Friday, June 20, 2014

First Birthdays

I feel like I should document Cohen's first birthday party.  I know I've gotten away from writing about my kids birthday parties, even some milestones.  I'm more trying to capture the everyday of their childhoods.  However, I've written about a lot of birthday parties...I don't want Cohen to be left out.



So if you'll remember back 7 and 4 years...I'm cursed in the first birthday department.  Seven years ago, my refrigerator broke just days before the big birthday bash.  I couldn't prep any food and what I had bought already, needed to be chilled with coolers and dry ice.  Plus it was my first attempt at an awesome first birthday cake...if I do say so myself.



Then four years ago, we were living with my in-laws for Freddie's big day.  I can't remember exactly what happened, but some pipe broke or detached or something and the water had to be shut off and an emergency plumber called.  I was making mulit-colored monster cupcakes and what I do remember is a sink overflowing with blue, orange, and purple icing and everything that goes with cake decorating just moments before guests arrived.

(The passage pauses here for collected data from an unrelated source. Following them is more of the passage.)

//! Scheduler configuration and tunables

use splatsort_core::{BinBudgetPolicy, DepthMetric, SortOrder};
use std::time::Duration;

/// Which sort algorithm backs a job.
///
/// Both strategies satisfy the same contract (a depth-ordered
/// permutation); they differ in tie semantics (bin-quantized vs exact)
/// and cost profile, so callers must not expect identical output.
#[derive(Clone, Copy, Debug, PartialEq, Eq)]
pub enum SortStrategy {
    /// Counting sort above `comparison_threshold`, exact comparison sort
    /// below it
    Auto,
    /// Always the O(n + bins) counting sort
    Counting,
    /// Always the exact O(n log n) comparison sort
    Comparison,
}

/// How depth bounds are obtained for a job
#[derive(Clone, Copy, Debug, PartialEq, Eq)]
pub enum BoundsMode {
    /// Full scan over per-element depth keys
    Exact,
    /// Conservative bounds from the store's cached bounding box; falls
    /// back to the exact scan when the store has none
    CachedAabb,
}

/// Looser thresholds substituted while the user is actively moving the
/// camera, trading sort freshness for fewer mid-gesture stutters.
#[derive(Clone, Copy, Debug)]
pub struct InteractionTuning {
    pub position_epsilon: f32,
    pub direction_epsilon: f32,
    pub min_sort_interval: Duration,
}

impl Default for InteractionTuning {
    fn default() -> Self {
        Self {
            position_epsilon: 0.05,
            direction_epsilon: 5e-3,
            min_sort_interval: Duration::from_millis(125),
        }
    }
}

/// Scheduler tunables. All defaults are empirically tuned starting
/// points, not invariants.
#[derive(Clone, Debug)]
pub struct SortConfig {
    /// Depth key derivation mode
    pub metric: DepthMetric,
    /// Consumption order of the published buffer
    pub order: SortOrder,
    pub strategy: SortStrategy,
    /// Element count below which `SortStrategy::Auto` picks the exact
    /// comparison sort
    pub comparison_threshold: usize,
    /// Enable camera-relative weighted bin allocation
    pub weighted_bins: bool,
    pub bounds_mode: BoundsMode,
    pub budget_policy: BinBudgetPolicy,

    /// Camera translation (world units) that justifies a re-sort
    pub position_epsilon: f32,
    /// Forward-direction change (1 - dot) that justifies a re-sort
    pub direction_epsilon: f32,
    /// Minimum spacing between sorts absent a data change
    pub min_sort_interval: Duration,
    /// Thresholds substituted while interacting
    pub interaction: InteractionTuning,
    /// Delay after `end_interaction` before the final full-quality sort,
    /// letting the last interactive frame settle first
    pub interaction_grace: Duration,

    /// Hard bound on overlapping sort jobs; requests beyond it are
    /// dropped, not queued
    pub max_concurrent_jobs: usize,
}

impl Default for SortConfig {
    fn default() -> Self {
        Self {
            metric: DepthMetric::Distance,
            order: SortOrder::FarthestFirst,
            strategy: SortStrategy::Auto,
            comparison_threshold: 1_024,
            weighted_bins: false,
            bounds_mode: BoundsMode::Exact,
            budget_policy: BinBudgetPolicy::default(),
            position_epsilon: 0.01,
            direction_epsilon: 1e-3,
            min_sort_interval: Duration::from_millis(30),
            interaction: InteractionTuning::default(),
            interaction_grace: Duration::from_millis(200),
            max_concurrent_jobs: 2,
        }
    }
}

impl SortConfig {
    pub fn with_metric(mut self, metric: DepthMetric) -> Self {
        self.metric = metric;
        self
    }

    pub fn with_order(mut self, order: SortOrder) -> Self {
        self.order = order;
        self
    }

    pub fn with_weighted_bins(mut self, enabled: bool) -> Self {
        self.weighted_bins = enabled;
        self
    }

    pub fn with_strategy(mut self, strategy: SortStrategy) -> Self {
        self.strategy = strategy;
        self
    }
}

For this, our final first birthday, I decided to make it a bit easier.  I pulled way back on food.  We rented a pavilion at a park.  I didn't decorate.  And though the cake looked complicated, it really wasn't.  I didn't have to color a bunch of icing and it was really just a slight modification to the ladybug cake.

Voila...the puppy cake...






Pretty cute, I think.

On Friday afternoon, it seemed the curse had been broken.  All my kids were away at school or daycare.  The house was clean - even the sink was empty.  The cakes were baked and all the food was prepped and cold in a working refrigerator.  When my mom and sister and everyone arrived home from the sights in Washington, DC, I was chopping the final vegetables and ready to drink a beer.

Carolyn walked in first...

"What's wrong with your eye," I asked.
"I got something in it."

Ainsley came in next, followed by my mom.
"She's been itching her head all day," my mom said.

I checked  her head for the millionth time that week, knowing we had gotten yet another lice notice from the school.

That night, my sister's husband also had a red eye and I said "Are you sure you guys don't have pink eye?"

The walk-in clinic confirmed the pink eye Saturday morning.

I found lice on Ainsley Monday night.

I had to add this picture, because this could have been the site of the lice transfer to me.  Our experts that came and cleaned our heads for us say that you need head to head contact in order for the lice to transfer.  So here I am with my lice-ridden daughter the day before I found them...head to head.


The party went off without a hitch, except I forgot all condiments, but that's a small obstacle in the face of conjunctivitis and nits.

So I'm not sure if the curse is broken or not.  But the party was fun, as they always are, and we deal with the issues (and in this case, the laundry) after.  And now my baby is walking and babbling and laughing and loving all the foods he gets to eat.  Not so much a baby, but still so very cute and so very sweet and cuddly.  So I'd say curse or no curse, it was all a success.  Just probably a good idea that we don't have any more first birthday parties, less someone looses a limb or something.